Mais, dans le contexte politique et socio-économique actuel et ses traductions spatiales (voir annexes 9, 10, 11 et 12), notamment par des structures exogènes supérieures (Etats, régions administratives, cantons,... etc.), des mutations paysagères apparaissent, modifiant voire parfois déstructurant les organisations traditionnelles des massifs. En effet, la période contemporaine, de la colonisation à nos jours, a véhiculé des dynamiques nouvelles dans les sociétés des hautes terres d'Afrique de l'Ouest et d'Afrique Centrale. Le déploiement de structures administratives par les colons européens a été repris par les Etats indépendants dans la deuxième moitié du XXème siècle. La mise en place d'organismes de développement, de coopération et de gestion de l'environnement exogènes aux populations des massifs, a fortement perturbé ou transformé les dynamiques sociospatiales de leurs territoires ; de ce fait, elle a aussi modifié les paysages. S'ajoutant à la croissance démographique endogène, les leitmotivs de ces différentes politiques et leur application sur le terrain -à savoir l'ouverture à l'économie de marché, la modernisation, le désenclavement des espaces montagnards et la gestion rationnelle des ressources- sont à l'origine de mutations paysagères contemporaines dans notre terrain d'étude. Dans l'appréciation de ce contexte politique général, il s'avère nécessaire de tenir compte la vigueur des conflits ethniques et religieux sous-jacents de manière permanente dans l'exercice du pouvoir au niveau national ; ce dernier devient souvent l'instrument de certaines ethnies aux détriment d'autres.

Par exemple, le développement des cultures de bas-fonds dans le massif du Fouta-Djalon, favorisé par les projets de développement des institutions guinéennes et des ONG, influence aujourd'hui les choix culturaux des paysans. Tous ont très vite saisi leur intérêt à pratiquer ces cultures : les exploitants, qui s'investissent dans les bas-fonds, concentrent leur énergie sur le maraîchage qui apparaît fortement rémunérateur. Leur intérêt n'est pas seulement financier, et les agriculteurs les plus dynamiques, issus des populations anciennement soumises, l'ont bien compris. Le bas-fond est l'instrument de la revanche économique et sociale des anciens captifs sur leurs maîtres et de l'émancipation des femmes.
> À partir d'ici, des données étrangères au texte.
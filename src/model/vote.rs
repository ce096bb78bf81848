use chrono::{DateTime, Utc};
use serde::{Deserialize, Serialize};

use crate::core::{EntityId, ObjectRef};

#[derive(Debug, Clone, Copy, PartialEq, Eq, Serialize, Deserialize)]
#[serde(rename_all = "lowercase")]
pub enum VoteDirection {
    Up,
    Down,
}

/// The per-object vote tally: user ids in at most one of the two arrays.
/// One thread per [`ObjectRef`], created lazily, never directly.
#[derive(Debug, Clone, Serialize, Deserialize)]
#[serde(rename_all = "camelCase")]
pub struct VoteThread {
    pub id: EntityId,
    pub created_at: DateTime<Utc>,
    pub updated_at: DateTime<Utc>,
    pub object: ObjectRef,
    #[serde(default)]
    pub up_votes: Vec<EntityId>,
    #[serde(default)]
    pub down_votes: Vec<EntityId>,
}

impl VoteThread {
    pub fn new(object: ObjectRef) -> Self {
        let now = Utc::now();
        Self {
            id: EntityId::generate(),
            created_at: now,
            updated_at: now,
            object,
            up_votes: Vec::new(),
            down_votes: Vec::new(),
        }
    }
}
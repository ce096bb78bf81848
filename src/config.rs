use std::env;

use tracing::warn;

/// Server configuration with builder-style overrides.
#[derive(Debug, Clone)]
pub struct ServiceConfig {
    /// Bind host.
    pub host: String,

    /// Bind port.
    pub port: u16,
}

impl ServiceConfig {
    pub fn new() -> Self {
        Self {
            host: "0.0.0.0".to_string(),
            port: 8080,
        }
    }

    /// Defaults overridden by `TRIPPLAN_HOST` / `TRIPPLAN_PORT` where set.
    /// An unparseable value keeps the default rather than failing startup.
    pub fn from_env() -> Self {
        let mut config = Self::new();
        if let Ok(host) = env::var("TRIPPLAN_HOST") {
            config.host = host;
        }
        if let Ok(port) = env::var("TRIPPLAN_PORT") {
            match port.parse() {
                Ok(port) => config.port = port,
                Err(e) => warn!("Invalid TRIPPLAN_PORT value: {e}, using {}", config.port),
            }
        }
        config
    }

    /// Set the host
    pub fn host(mut self, host: &str) -> Self {
        self.host = host.to_string();
        self
    }

    /// Set the port
    pub fn port(mut self, port: u16) -> Self {
        self.port = port;
        self
    }

    pub fn bind_addr(&self) -> String {
        format!("{}:{}", self.host, self.port)
    }
}

impl Default for ServiceConfig {
    fn default() -> Self {
        Self::new()
    }
}
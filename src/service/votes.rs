use std::sync::Arc;

use serde_json::json;

use crate::core::{EntityId, ObjectRef, PlanError, Result};
use crate::model::{VoteDirection, VoteThread};
use crate::storage::{Collection, EntityStore, Patch, Query, from_document, to_document};

/// Vote half of the attachment index: one up/down tally per object,
/// created lazily on first access.
pub struct VoteService<S> {
    store: Arc<S>,
}

impl<S: EntityStore> VoteService<S> {
    pub fn new(store: Arc<S>) -> Self {
        Self { store }
    }

    /// Look up the tally for `object`, creating an empty one if absent.
    /// Same check-then-create exposure as the comment threads.
    pub async fn find_or_create_thread(&self, object: &ObjectRef) -> Result<VoteThread> {
        if let Some(document) = self
            .store
            .find_one(Collection::VoteThreads, &Query::ByRef(object.clone()))
            .await?
        {
            return from_document(document);
        }

        let thread = VoteThread::new(object.clone());
        let document = self
            .store
            .insert(Collection::VoteThreads, to_document(&thread)?)
            .await?;
        from_document(document)
    }

    /// Record `user`'s vote. Casting again in the same direction is a
    /// no-op; casting the other way moves the id across.
    pub async fn cast(
        &self,
        object: &ObjectRef,
        user: &EntityId,
        direction: VoteDirection,
    ) -> Result<VoteThread> {
        let mut thread = self.find_or_create_thread(object).await?;
        thread.up_votes.retain(|entry| entry != user);
        thread.down_votes.retain(|entry| entry != user);
        match direction {
            VoteDirection::Up => thread.up_votes.push(user.clone()),
            VoteDirection::Down => thread.down_votes.push(user.clone()),
        }
        self.save(&thread).await
    }

    /// Withdraw `user`'s vote in either direction.
    pub async fn retract(&self, object: &ObjectRef, user: &EntityId) -> Result<VoteThread> {
        let mut thread = self.find_or_create_thread(object).await?;
        thread.up_votes.retain(|entry| entry != user);
        thread.down_votes.retain(|entry| entry != user);
        self.save(&thread).await
    }

    pub async fn get_votes(&self, object: &ObjectRef) -> Result<VoteThread> {
        self.find_or_create_thread(object).await
    }

    async fn save(&self, thread: &VoteThread) -> Result<VoteThread> {
        let patch = Patch::Set(json!({
            "upVotes": thread.up_votes,
            "downVotes": thread.down_votes,
        }));
        let document = self
            .store
            .find_one_and_update(
                Collection::VoteThreads,
                &Query::ById(thread.id.clone()),
                &patch,
            )
            .await?
            .ok_or_else(|| PlanError::not_found(thread.object.collection, &thread.object.id))?;
        from_document(document)
    }
}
Les bas-fonds sont des instruments au service de la joute sociale et de la récurrence des conflits : le développement c'est la compréhension, l'acceptation c'est une toute autre histoire. De plus, à ce point attractif dans les zones de forte concentration humaine (périphérie des marchés), l'écosystème bas-fonds montre déjà des signes de faiblesse attestant d'une dégradation environnementale préjudiciable à son bon fonctionnement (D'après Beuriot, M., 2000).

Un autre exemple peut être mis en évidence avec les mutations paysagères dans la dorsale camerounaise. En pays Bamiléké, l'ouverture à l'économie de marché par les cultures de rente (café) depuis la colonisation a engendré de profondes mutations socio-économiques et joue donc un rôle important dans les dynamiques contemporaines du paysage. Le développement d'une agriculture

spéculatrice dans un contexte foncier limité1, a provoqué le délaissement progressif des stratégies agraires traditionnelles : abandon progressif du bocage protecteur des sols, ainsi que les modifications du système jachère dont les rotations ont été accélérées sur les terroirs. Dans les Mandaras, il s'agit par contre de l'obligation de cultiver le coton qui est à l'origine des dysfonctionnements des systèmes culturaux. Ainsi, la stérilisation et l'érosion des sols, accentuées par les caractéristiques montagnardes des systèmes de versants et de la dénivellation, sont les conséquences directes de l'introduction des cultures de rente et de la modernité (D'après Morin, S., 1996)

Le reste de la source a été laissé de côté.